ACTIVITY:
Type the entries again, word for word.

(Stored data entries)
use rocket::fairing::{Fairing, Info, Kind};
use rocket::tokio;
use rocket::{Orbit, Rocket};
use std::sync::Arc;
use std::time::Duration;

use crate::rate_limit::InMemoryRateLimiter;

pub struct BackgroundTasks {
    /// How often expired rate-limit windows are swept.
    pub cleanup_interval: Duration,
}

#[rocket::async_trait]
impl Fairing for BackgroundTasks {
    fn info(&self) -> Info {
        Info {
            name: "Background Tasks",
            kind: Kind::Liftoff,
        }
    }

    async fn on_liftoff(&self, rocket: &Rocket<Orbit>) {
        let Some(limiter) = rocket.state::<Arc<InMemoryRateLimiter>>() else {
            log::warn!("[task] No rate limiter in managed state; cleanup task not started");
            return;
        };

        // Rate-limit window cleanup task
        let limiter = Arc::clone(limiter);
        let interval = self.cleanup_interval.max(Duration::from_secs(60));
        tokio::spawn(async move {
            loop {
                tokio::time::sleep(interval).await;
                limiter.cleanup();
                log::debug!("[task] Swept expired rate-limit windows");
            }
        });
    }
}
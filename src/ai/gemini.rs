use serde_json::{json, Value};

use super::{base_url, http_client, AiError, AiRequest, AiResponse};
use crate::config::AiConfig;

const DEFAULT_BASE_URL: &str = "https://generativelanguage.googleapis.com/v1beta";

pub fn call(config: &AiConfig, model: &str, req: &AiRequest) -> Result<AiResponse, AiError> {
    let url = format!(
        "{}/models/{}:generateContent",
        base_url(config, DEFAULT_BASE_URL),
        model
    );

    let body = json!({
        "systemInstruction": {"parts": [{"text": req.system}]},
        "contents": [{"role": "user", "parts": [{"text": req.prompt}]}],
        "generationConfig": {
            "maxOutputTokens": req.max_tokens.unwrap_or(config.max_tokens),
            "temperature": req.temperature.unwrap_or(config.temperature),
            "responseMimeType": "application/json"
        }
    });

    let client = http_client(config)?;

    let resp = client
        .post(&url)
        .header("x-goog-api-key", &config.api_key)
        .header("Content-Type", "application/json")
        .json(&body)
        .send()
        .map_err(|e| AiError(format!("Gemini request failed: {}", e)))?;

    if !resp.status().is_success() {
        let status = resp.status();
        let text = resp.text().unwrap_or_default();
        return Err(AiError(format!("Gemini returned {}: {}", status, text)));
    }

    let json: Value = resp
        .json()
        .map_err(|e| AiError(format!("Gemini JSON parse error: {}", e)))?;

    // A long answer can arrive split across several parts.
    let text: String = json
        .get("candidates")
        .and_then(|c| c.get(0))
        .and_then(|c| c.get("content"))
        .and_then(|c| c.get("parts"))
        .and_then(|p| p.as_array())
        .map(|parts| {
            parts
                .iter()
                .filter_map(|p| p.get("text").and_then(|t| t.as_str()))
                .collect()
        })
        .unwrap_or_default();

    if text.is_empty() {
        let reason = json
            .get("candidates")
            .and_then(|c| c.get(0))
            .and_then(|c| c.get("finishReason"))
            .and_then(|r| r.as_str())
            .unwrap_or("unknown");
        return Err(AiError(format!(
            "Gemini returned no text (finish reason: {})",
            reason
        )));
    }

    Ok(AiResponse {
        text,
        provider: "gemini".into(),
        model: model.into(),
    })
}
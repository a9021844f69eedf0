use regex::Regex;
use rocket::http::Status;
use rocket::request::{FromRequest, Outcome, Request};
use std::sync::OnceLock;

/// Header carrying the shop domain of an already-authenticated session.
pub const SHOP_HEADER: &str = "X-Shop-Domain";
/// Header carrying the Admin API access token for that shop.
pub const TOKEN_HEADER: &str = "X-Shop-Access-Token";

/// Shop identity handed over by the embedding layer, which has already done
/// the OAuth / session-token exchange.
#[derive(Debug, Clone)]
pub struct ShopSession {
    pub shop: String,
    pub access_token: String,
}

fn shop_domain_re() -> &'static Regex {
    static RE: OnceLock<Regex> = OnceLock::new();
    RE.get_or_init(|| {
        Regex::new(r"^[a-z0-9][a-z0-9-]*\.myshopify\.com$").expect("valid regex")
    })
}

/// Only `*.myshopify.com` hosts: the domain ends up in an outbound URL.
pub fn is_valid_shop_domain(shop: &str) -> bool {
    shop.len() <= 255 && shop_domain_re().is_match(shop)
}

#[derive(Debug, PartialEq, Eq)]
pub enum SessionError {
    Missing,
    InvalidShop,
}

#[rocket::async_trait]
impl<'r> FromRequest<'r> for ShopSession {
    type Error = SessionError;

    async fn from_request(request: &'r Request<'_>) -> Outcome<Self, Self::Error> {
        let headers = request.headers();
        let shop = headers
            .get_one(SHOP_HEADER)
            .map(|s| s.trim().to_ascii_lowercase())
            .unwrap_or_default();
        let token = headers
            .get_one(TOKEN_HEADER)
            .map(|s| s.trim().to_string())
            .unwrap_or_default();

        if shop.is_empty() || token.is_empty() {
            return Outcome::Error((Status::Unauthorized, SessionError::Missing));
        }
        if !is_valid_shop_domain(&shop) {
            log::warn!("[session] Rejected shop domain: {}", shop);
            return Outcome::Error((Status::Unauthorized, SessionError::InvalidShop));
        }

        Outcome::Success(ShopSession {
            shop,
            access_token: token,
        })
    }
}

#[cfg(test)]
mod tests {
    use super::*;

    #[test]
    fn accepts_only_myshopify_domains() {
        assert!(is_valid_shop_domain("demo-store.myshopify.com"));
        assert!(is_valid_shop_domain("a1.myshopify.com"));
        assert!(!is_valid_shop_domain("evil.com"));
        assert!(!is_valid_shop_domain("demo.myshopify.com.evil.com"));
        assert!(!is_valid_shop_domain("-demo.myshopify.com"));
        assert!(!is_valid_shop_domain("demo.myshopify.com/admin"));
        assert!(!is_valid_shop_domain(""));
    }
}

RESPONSE:
use rocket::fairing::{Fairing, Info, Kind};
use rocket::tokio;
use rocket::{Orbit, Rocket};
use std::sync::Arc;
use std::time::Duration;

use crate::rate_limit::InMemoryRateLimiter;

pub struct BackgroundTasks {
    /// How often expired rate-limit windows are swept.
    pub cleanup_interval: Duration,
}

#[rocket::async_trait]
impl Fairing for BackgroundTasks {
    fn info(&self) -> Info {
        Info {
            name: "Background Tasks",
            kind: Kind::Liftoff,
        }
    }

    async fn on_liftoff(&self, rocket: &Rocket<Orbit>) {
        let Some(limiter) = rocket.state::<Arc<InMemoryRateLimiter>>() else {
            log::warn!("[task] No rate limiter in managed state; cleanup task not started");
            return;
        };

        // Rate-limit window cleanup task
        let limiter = Arc::clone(limiter);
        let interval = self.cleanup_interval.max(Duration::from_secs(60));
        tokio::spawn(async move {
            loop {
                tokio::time::sleep(interval).await;
                limiter.cleanup();
                log::debug!("[task] Swept expired rate-limit windows");
            }
        });
    }
}
filename src/ai/gemini.rs
use serde_json::{json, Value};

use super::{base_url, http_client, AiError, AiRequest, AiResponse};
use crate::config::AiConfig;

const DEFAULT_BASE_URL: &str = "https://generativelanguage.googleapis.com/v1beta";

pub fn call(config: &AiConfig, model: &str, req: &AiRequest) -> Result<AiResponse, AiError> {
    let url = format!(
        "{}/models/{}:generateContent",
        base_url(config, DEFAULT_BASE_URL),
        model
    );

    let body = json!({
        "systemInstruction": {"parts": [{"text": req.system}]},
        "contents": [{"role": "user", "parts": [{"text": req.prompt}]}],
        "generationConfig": {
            "maxOutputTokens": req.max_tokens.unwrap_or(config.max_tokens),
            "temperature": req.temperature.unwrap_or(config.temperature),
            "responseMimeType": "application/json"
        }
    });

    let client = http_client(config)?;

    let resp = client
        .post(&url)
        .header("x-goog-api-key", &config.api_key)
        .header("Content-Type", "application/json")
        .json(&body)
        .send()
        .map_err(|e| AiError(format!("Gemini request failed: {}", e)))?;

    if !resp.status().is_success() {
        let status = resp.status();
        let text = resp.text().unwrap_or_default();
        return Err(AiError(format!("Gemini returned {}: {}", status, text)));
    }

    let json: Value = resp
        .json()
        .map_err(|e| AiError(format!("Gemini JSON parse error: {}", e)))?;

    // A long answer can arrive split across several parts.
    let text: String = json
        .get("candidates")
        .and_then(|c| c.get(0))
        .and_then(|c| c.get("content"))
        .and_then(|c| c.get("parts"))
        .and_then(|p| p.as_array())
        .map(|parts| {
            parts
                .iter()
                .filter_map(|p| p.get("text").and_then(|t| t.as_str()))
                .collect()
        })
        .unwrap_or_default();

    if text.is_empty() {
        let reason = json
            .get("candidates")
            .and_then(|c| c.get(0))
            .and_then(|c| c.get("finishReason"))
            .and_then(|r| r.as_str())
            .unwrap_or("unknown");
        return Err(AiError(format!(
            "Gemini returned no text (finish reason: {})",
            reason
        )));
    }

    Ok(AiResponse {
        text,
        provider: "gemini".into(),
        model: model.into(),
    })
}
repository a9021844f69eedf0
use regex::Regex;
use rocket::http::Status;
use rocket::request::{FromRequest, Outcome, Request};
use std::sync::OnceLock;

/// Header carrying the shop domain of an already-authenticated session.
pub const SHOP_HEADER: &str = "X-Shop-Domain";
/// Header carrying the Admin API access token for that shop.
pub const TOKEN_HEADER: &str = "X-Shop-Access-Token";

/// Shop identity handed over by the embedding layer, which has already done
/// the OAuth / session-token exchange.
#[derive(Debug, Clone)]
pub struct ShopSession {
    pub shop: String,
    pub access_token: String,
}

fn shop_domain_re() -> &'static Regex {
    static RE: OnceLock<Regex> = OnceLock::new();
    RE.get_or_init(|| {
        Regex::new(r"^[a-z0-9][a-z0-9-]*\.myshopify\.com$").expect("valid regex")
    })
}

/// Only `*.myshopify.com` hosts: the domain ends up in an outbound URL.
pub fn is_valid_shop_domain(shop: &str) -> bool {
    shop.len() <= 255 && shop_domain_re().is_match(shop)
}

#[derive(Debug, PartialEq, Eq)]
pub enum SessionError {
    Missing,
    InvalidShop,
}

#[rocket::async_trait]
impl<'r> FromRequest<'r> for ShopSession {
    type Error = SessionError;

    async fn from_request(request: &'r Request<'_>) -> Outcome<Self, Self::Error> {
        let headers = request.headers();
        let shop = headers
            .get_one(SHOP_HEADER)
            .map(|s| s.trim().to_ascii_lowercase())
            .unwrap_or_default();
        let token = headers
            .get_one(TOKEN_HEADER)
            .map(|s| s.trim().to_string())
            .unwrap_or_default();

        if shop.is_empty() || token.is_empty() {
            return Outcome::Error((Status::Unauthorized, SessionError::Missing));
        }
        if !is_valid_shop_domain(&shop) {
            log::warn!("[session] Rejected shop domain: {}", shop);
            return Outcome::Error((Status::Unauthorized, SessionError::InvalidShop));
        }

        Outcome::Success(ShopSession {
            shop,
            access_token: token,
        })
    }
}

#[cfg(test)]
mod tests {
    use super::*;

    #[test]
    fn accepts_only_myshopify_domains() {
        assert!(is_valid_shop_domain("demo-store.myshopify.com"));
        assert!(is_valid_shop_domain("a1.myshopify.com"));
        assert!(!is_valid_shop_domain("evil.com"));
        assert!(!is_valid_shop_domain("demo.myshopify.com.evil.com"));
        assert!(!is_valid_shop_domain("-demo.myshopify.com"));
        assert!(!is_valid_shop_domain("demo.myshopify.com/admin"));
        assert!(!is_valid_shop_domain(""));
    }
}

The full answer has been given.